The Ohio Municipal League, which represents cities and backed Taft's veto, said the new law even strips cities of the rights that private-property owners would have to, say, regulate gun activity at parks and playgrounds.

"This double standard just does not make good sense and certainly is not fair," executive director Susan Cave wrote in her protest of the bill.

*Home rule*

But those like Ohioans for Concealed Carry representative Jeff Garvas say local gun laws do nothing to prevent criminals from using firearms in a violent manner.

"If you're going to put someone in jail for acting violently with a firearm, you want it to be a felony," Garvas said, noting less than three convictions have taken place statewide from all of the collective assault weapons bans in local communities.

Garvas said those municipalities looking to challenge the new gun law are misunderstanding what home rule means.
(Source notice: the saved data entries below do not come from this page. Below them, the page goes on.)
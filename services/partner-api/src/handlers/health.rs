//! Health check handlers

use axum::extract::State;
use axum::http::StatusCode;
use axum::Json;
use serde::Serialize;
use std::time::Instant;

use crate::state::AppState;

const SERVICE: &str = "partner-api";

#[derive(Debug, Serialize)]
pub struct HealthResponse {
    pub status: &'static str,
    pub service: &'static str,
}

#[derive(Debug, Serialize)]
pub struct ReadyResponse {
    pub status: &'static str,
    pub service: &'static str,
    pub checks: ReadyChecks,
}

#[derive(Debug, Serialize)]
pub struct ReadyChecks {
    pub store: CheckResult,
}

#[derive(Debug, Serialize)]
pub struct CheckResult {
    pub backend: &'static str,
    pub status: &'static str,
    pub latency_ms: u64,
}

/// GET /health - Liveness probe (fast, no dependencies)
pub async fn health() -> Json<HealthResponse> {
    Json(HealthResponse {
        status: "healthy",
        service: SERVICE,
    })
}

/// GET /ready - Readiness probe (checks store connectivity)
pub async fn ready(State(state): State<AppState>) -> Result<Json<ReadyResponse>, StatusCode> {
    let start = Instant::now();
    let result = state.store.ping().await;
    let latency_ms = start.elapsed().as_millis() as u64;

    if let Err(e) = result {
        tracing::warn!(error = %e, latency_ms, "Readiness check failed");
        return Err(StatusCode::SERVICE_UNAVAILABLE);
    }

    Ok(Json(ReadyResponse {
        status: "ready",
        service: SERVICE,
        checks: ReadyChecks {
            store: CheckResult {
                backend: state.store.kind(),
                status: "ok",
                latency_ms,
            },
        },
    }))
}
//! Partner Types - Shared domain types
//!
//! This crate contains domain types used across Partner services:
//! - User identity
//! - Session claims, token pairs and the authenticated principal

pub mod session;
pub mod user;

pub use session::*;
pub use user::*;
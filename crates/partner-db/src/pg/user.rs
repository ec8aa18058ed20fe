//! PostgreSQL user repository implementation

use async_trait::async_trait;
use sqlx::PgPool;
use uuid::Uuid;

use crate::error::DbResult;
use crate::models::UserRow;
use crate::repo::{CreateUser, UserRepository};

/// PostgreSQL user repository
#[derive(Clone)]
pub struct PgUserRepository {
    pool: PgPool,
}

impl PgUserRepository {
    /// Create a new user repository
    pub fn new(pool: PgPool) -> Self {
        Self { pool }
    }
}

#[async_trait]
impl UserRepository for PgUserRepository {
    async fn find_by_id(&self, id: Uuid) -> DbResult<Option<UserRow>> {
        let user = sqlx::query_as::<_, UserRow>(
            r#"
            SELECT id, email, name, diamonds, created_at, updated_at
            FROM users
            WHERE id = $1
            "#,
        )
        .bind(id)
        .fetch_optional(&self.pool)
        .await?;

        Ok(user)
    }

    async fn find_by_email(&self, email: &str) -> DbResult<Option<UserRow>> {
        let user = sqlx::query_as::<_, UserRow>(
            r#"
            SELECT id, email, name, diamonds, created_at, updated_at
            FROM users
            WHERE email = $1
            "#,
        )
        .bind(email)
        .fetch_optional(&self.pool)
        .await?;

        Ok(user)
    }

    async fn create_or_get(&self, user: CreateUser) -> DbResult<UserRow> {
        // The no-op update makes RETURNING yield the existing row on conflict.
        let row = sqlx::query_as::<_, UserRow>(
            r#"
            INSERT INTO users (id, email, name)
            VALUES ($1, $2, $3)
            ON CONFLICT (email) DO UPDATE SET email = EXCLUDED.email
            RETURNING id, email, name, diamonds, created_at, updated_at
            "#,
        )
        .bind(user.id)
        .bind(&user.email)
        .bind(&user.name)
        .fetch_one(&self.pool)
        .await?;

        Ok(row)
    }
}
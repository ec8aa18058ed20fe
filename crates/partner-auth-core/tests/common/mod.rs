//! Common test utilities for partner-auth-core integration tests

pub mod jwks_mock;
pub mod mock_repos;

#[allow(unused_imports)]
pub use jwks_mock::{JwksMockServer, TestFirebaseClaims, TestKeyPair};
#[allow(unused_imports)]
pub use mock_repos::{FlakyRefreshTokenRepository, RecordingUserRepository};
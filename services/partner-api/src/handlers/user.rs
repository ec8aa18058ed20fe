//! User profile handlers

use axum::extract::State;
use axum::Json;

use super::auth::UserResponse;
use crate::error::{ApiError, ApiResult};
use crate::extractors::AuthUser;
use crate::state::AppState;

/// GET /api/users/me
pub async fn me(State(state): State<AppState>, auth_user: AuthUser) -> ApiResult<Json<UserResponse>> {
    let user = state
        .auth
        .user(auth_user.user_id)
        .await?
        .ok_or(ApiError::UserNotFound)?;

    Ok(Json(user.into()))
}
//! HTTP handlers

pub mod auth;
pub mod health;
pub mod user;

pub use auth::*;
pub use health::*;
pub use user::*;
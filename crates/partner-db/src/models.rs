//! Database row models
//!
//! These types map directly to database rows using SQLx's FromRow derive.

use chrono::{DateTime, Utc};
use partner_types::{User, UserId};
use sqlx::FromRow;
use uuid::Uuid;

/// User row from the database
#[derive(Debug, Clone, FromRow)]
pub struct UserRow {
    pub id: Uuid,
    pub email: String,
    pub name: String,
    pub diamonds: i64,
    pub created_at: DateTime<Utc>,
    pub updated_at: DateTime<Utc>,
}

/// Refresh token registry row
#[derive(Debug, Clone, FromRow)]
pub struct RefreshTokenRow {
    pub token_hash: String,
    pub user_id: Uuid,
    pub expires_at: DateTime<Utc>,
    pub created_at: DateTime<Utc>,
}

impl RefreshTokenRow {
    /// Whether the record's TTL has elapsed
    pub fn is_expired(&self) -> bool {
        self.expires_at <= Utc::now()
    }
}

impl UserRow {
    /// Get the typed user ID
    pub fn user_id(&self) -> UserId {
        UserId(self.id)
    }
}

impl From<UserRow> for User {
    fn from(row: UserRow) -> Self {
        Self {
            id: UserId(row.id),
            email: row.email,
            name: row.name,
            diamonds: row.diamonds,
            created_at: row.created_at,
        }
    }
}
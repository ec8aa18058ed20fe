//! Cryptographic helpers
//!
//! Registry keys are hashes of refresh tokens, so a leaked table never
//! yields a redeemable credential. Secret comparisons run in constant time.

use sha2::{Digest, Sha256};
use subtle::ConstantTimeEq;

/// Hash a token for storage.
///
/// SHA-256, hex encoded. The original token cannot be recovered from the hash.
pub fn hash_token(token: &str) -> String {
    let mut hasher = Sha256::new();
    hasher.update(token.as_bytes());
    hex::encode(hasher.finalize())
}

/// Constant-time string comparison.
///
/// Length is not treated as secret: strings of different lengths return
/// `false` without inspecting content.
#[inline]
pub fn constant_time_str_eq(a: &str, b: &str) -> bool {
    a.as_bytes().ct_eq(b.as_bytes()).into()
}
//! Application state

use std::sync::Arc;

use partner_auth_core::AuthSessionOrchestrator;
use partner_db::memory::{MemoryRefreshTokenRepository, MemoryUserRepository};
use partner_db::pg::{PgRefreshTokenRepository, PgUserRepository};
use partner_db::{DbError, DbPool, RefreshTokenRepository, UserRepository};

use crate::config::{Config, StoreBackend};

/// Auth orchestrator over whichever store backend was selected at startup
pub type Orchestrator =
    AuthSessionOrchestrator<Arc<dyn UserRepository>, Arc<dyn RefreshTokenRepository>>;

/// Backing store for users and refresh tokens
#[derive(Clone)]
pub enum Store {
    Postgres(DbPool),
    Memory {
        users: Arc<MemoryUserRepository>,
        refresh_tokens: Arc<MemoryRefreshTokenRepository>,
    },
}

impl Store {
    /// Open the configured backend, running migrations for Postgres
    pub async fn connect(config: &Config) -> anyhow::Result<Self> {
        match config.store_backend {
            StoreBackend::Postgres => {
                let url = config
                    .database_url
                    .as_deref()
                    .ok_or_else(|| anyhow::anyhow!("DATABASE_URL is required for postgres"))?;
                let pool = partner_db::create_pool(url).await?;
                partner_db::run_migrations(&pool).await?;
                tracing::info!("Database pool created and migrated");
                Ok(Self::Postgres(pool))
            }
            StoreBackend::Memory => {
                tracing::warn!("Using in-memory store; sessions will not survive a restart");
                Ok(Self::memory())
            }
        }
    }

    pub fn memory() -> Self {
        Self::Memory {
            users: Arc::new(MemoryUserRepository::new()),
            refresh_tokens: Arc::new(MemoryRefreshTokenRepository::new()),
        }
    }

    pub fn user_repository(&self) -> Arc<dyn UserRepository> {
        match self {
            Self::Postgres(pool) => Arc::new(PgUserRepository::new(pool.clone())),
            Self::Memory { users, .. } => Arc::clone(users) as Arc<dyn UserRepository>,
        }
    }

    pub fn refresh_token_repository(&self) -> Arc<dyn RefreshTokenRepository> {
        match self {
            Self::Postgres(pool) => Arc::new(PgRefreshTokenRepository::new(pool.clone())),
            Self::Memory { refresh_tokens, .. } => {
                Arc::clone(refresh_tokens) as Arc<dyn RefreshTokenRepository>
            }
        }
    }

    /// Check the store is reachable
    pub async fn ping(&self) -> Result<(), DbError> {
        match self {
            Self::Postgres(pool) => {
                sqlx::query("SELECT 1").fetch_one(pool).await?;
                Ok(())
            }
            Self::Memory { .. } => Ok(()),
        }
    }

    pub fn kind(&self) -> &'static str {
        match self {
            Self::Postgres(_) => "postgres",
            Self::Memory { .. } => "memory",
        }
    }
}

/// Application state shared across handlers
#[derive(Clone)]
pub struct AppState {
    /// Session lifecycle: login, refresh, logout, bearer authentication
    pub auth: Arc<Orchestrator>,
    pub store: Store,
    /// Application configuration
    pub config: Arc<Config>,
}

impl AppState {
    /// Create new application state
    pub fn new(auth: Orchestrator, store: Store, config: Config) -> Self {
        Self {
            auth: Arc::new(auth),
            store,
            config: Arc::new(config),
        }
    }

    /// Get request timeout from config
    pub fn request_timeout(&self) -> std::time::Duration {
        self.config.request_timeout
    }
}

impl std::fmt::Debug for AppState {
    fn fmt(&self, f: &mut std::fmt::Formatter<'_>) -> std::fmt::Result {
        f.debug_struct("AppState")
            .field("store", &self.store.kind())
            .field("config", &self.config)
            .finish_non_exhaustive()
    }
}
//! PostgreSQL repository implementations

mod refresh_token;
mod user;

pub use refresh_token::PgRefreshTokenRepository;
pub use user::PgUserRepository;
//! PostgreSQL refresh token registry implementation

use async_trait::async_trait;
use sqlx::PgPool;
use uuid::Uuid;

use crate::error::{DbError, DbResult};
use crate::repo::{NewRefreshToken, RefreshTokenRepository};

/// PostgreSQL refresh token repository
#[derive(Clone)]
pub struct PgRefreshTokenRepository {
    pool: PgPool,
}

impl PgRefreshTokenRepository {
    /// Create a new refresh token repository
    pub fn new(pool: PgPool) -> Self {
        Self { pool }
    }
}

#[async_trait]
impl RefreshTokenRepository for PgRefreshTokenRepository {
    async fn insert(&self, token: NewRefreshToken) -> DbResult<()> {
        // An expired row that the sweeper has not reached yet may be overwritten.
        let result = sqlx::query(
            r#"
            INSERT INTO refresh_tokens (token_hash, user_id, expires_at)
            VALUES ($1, $2, $3)
            ON CONFLICT (token_hash) DO UPDATE
                SET user_id = EXCLUDED.user_id,
                    expires_at = EXCLUDED.expires_at,
                    created_at = NOW()
                WHERE refresh_tokens.expires_at <= NOW()
            "#,
        )
        .bind(&token.token_hash)
        .bind(token.user_id)
        .bind(token.expires_at)
        .execute(&self.pool)
        .await
        .map_err(DbError::from_insert)?;

        if result.rows_affected() == 0 {
            return Err(DbError::Conflict("refresh token already registered".to_string()));
        }

        Ok(())
    }

    async fn find_owner(&self, token_hash: &str) -> DbResult<Option<Uuid>> {
        let owner = sqlx::query_scalar::<_, Uuid>(
            r#"
            SELECT user_id
            FROM refresh_tokens
            WHERE token_hash = $1 AND expires_at > NOW()
            "#,
        )
        .bind(token_hash)
        .fetch_optional(&self.pool)
        .await?;

        Ok(owner)
    }

    async fn delete(&self, token_hash: &str) -> DbResult<bool> {
        let result = sqlx::query("DELETE FROM refresh_tokens WHERE token_hash = $1")
            .bind(token_hash)
            .execute(&self.pool)
            .await?;

        Ok(result.rows_affected() > 0)
    }

    async fn take(&self, token_hash: &str) -> DbResult<Option<Uuid>> {
        // Row-level locking serialises concurrent deletes of the same hash;
        // the loser re-evaluates the predicate and returns no row.
        let owner = sqlx::query_scalar::<_, Uuid>(
            r#"
            DELETE FROM refresh_tokens
            WHERE token_hash = $1 AND expires_at > NOW()
            RETURNING user_id
            "#,
        )
        .bind(token_hash)
        .fetch_optional(&self.pool)
        .await?;

        Ok(owner)
    }

    async fn repoint(&self, token_hash: &str, user_id: Uuid) -> DbResult<()> {
        let result = sqlx::query("UPDATE refresh_tokens SET user_id = $2 WHERE token_hash = $1")
            .bind(token_hash)
            .bind(user_id)
            .execute(&self.pool)
            .await?;

        if result.rows_affected() == 0 {
            return Err(DbError::NotFound);
        }

        Ok(())
    }

    async fn delete_expired(&self) -> DbResult<u64> {
        let result = sqlx::query("DELETE FROM refresh_tokens WHERE expires_at <= NOW()")
            .execute(&self.pool)
            .await?;

        Ok(result.rows_affected())
    }
}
Because the concealed-carry law will fit the description of a general law, he said, home rule will not and should not apply.

"There's very little ground to challenge this on," he said.

Toby Hoover, executive director for the Ohio Coalition Against Gun Violence, said the Legislature's override of Taft's veto neglects to weigh into consideration situations unique to large cities. She said those municipalities should be able to determine how they want to approach crime prevention.

"Our government should not be telling other forms of government in the communities that they can't govern themselves," Hoover said. "This body of legislators has decided that they think they know better than everybody," she said.

Toledo City Council President Rob Ludeman said he favors home rule, but does not mind throwing out Toledo's stricter gun ordinances because he did not support them when they were passed.

"Someone who plans to commit a felony with a handgun can find a gun on the street through their connections, which are never going to be licensed with the city, so you're not prohibiting people from committing that type of criminal activity," Ludeman said. "In doing so, you're hurting the law-abiding citizen more than you're hurting the criminal."

Beatty agrees. He said the country does not have a firearms problem, but rather a social problem that is not being addressed by the proper people in the correct fashion.

"You can legislate several things," Beatty said. "But you cannot legislate morality and you cannot legislate common sense."

Laws allowing responsible possession and use of firearms, he said, are responsible for more preventable homicides than any gun control laws have been or could be.

"When you disarm the public, you're throwing lambs to the wolves," Beatty said.

Though he's carried a firearm for several years, Beatty said he has only drawn it once in self-defense. He said he hopes he never has to again.

"I don't like the way it feels," he said. "Would I do it again if I had to? Hell yes."


----------



## falshman70 (Jul 13, 2006)

So if I understand correctly the Ohio cities are going to go to court to argue that their right to "home rule" trumps the just-passed law that assures all Ohioans of their 2nd amendment rights under the US constitution.

This is like Michigan universities ignoring the recently passed ballot initiative outlawing quotas.

It will be interesting to see how this ends up. The anti-gun crowd will never take the voice of the majority as the final word. They always have hope of pushing their agenda through in the courts.


----------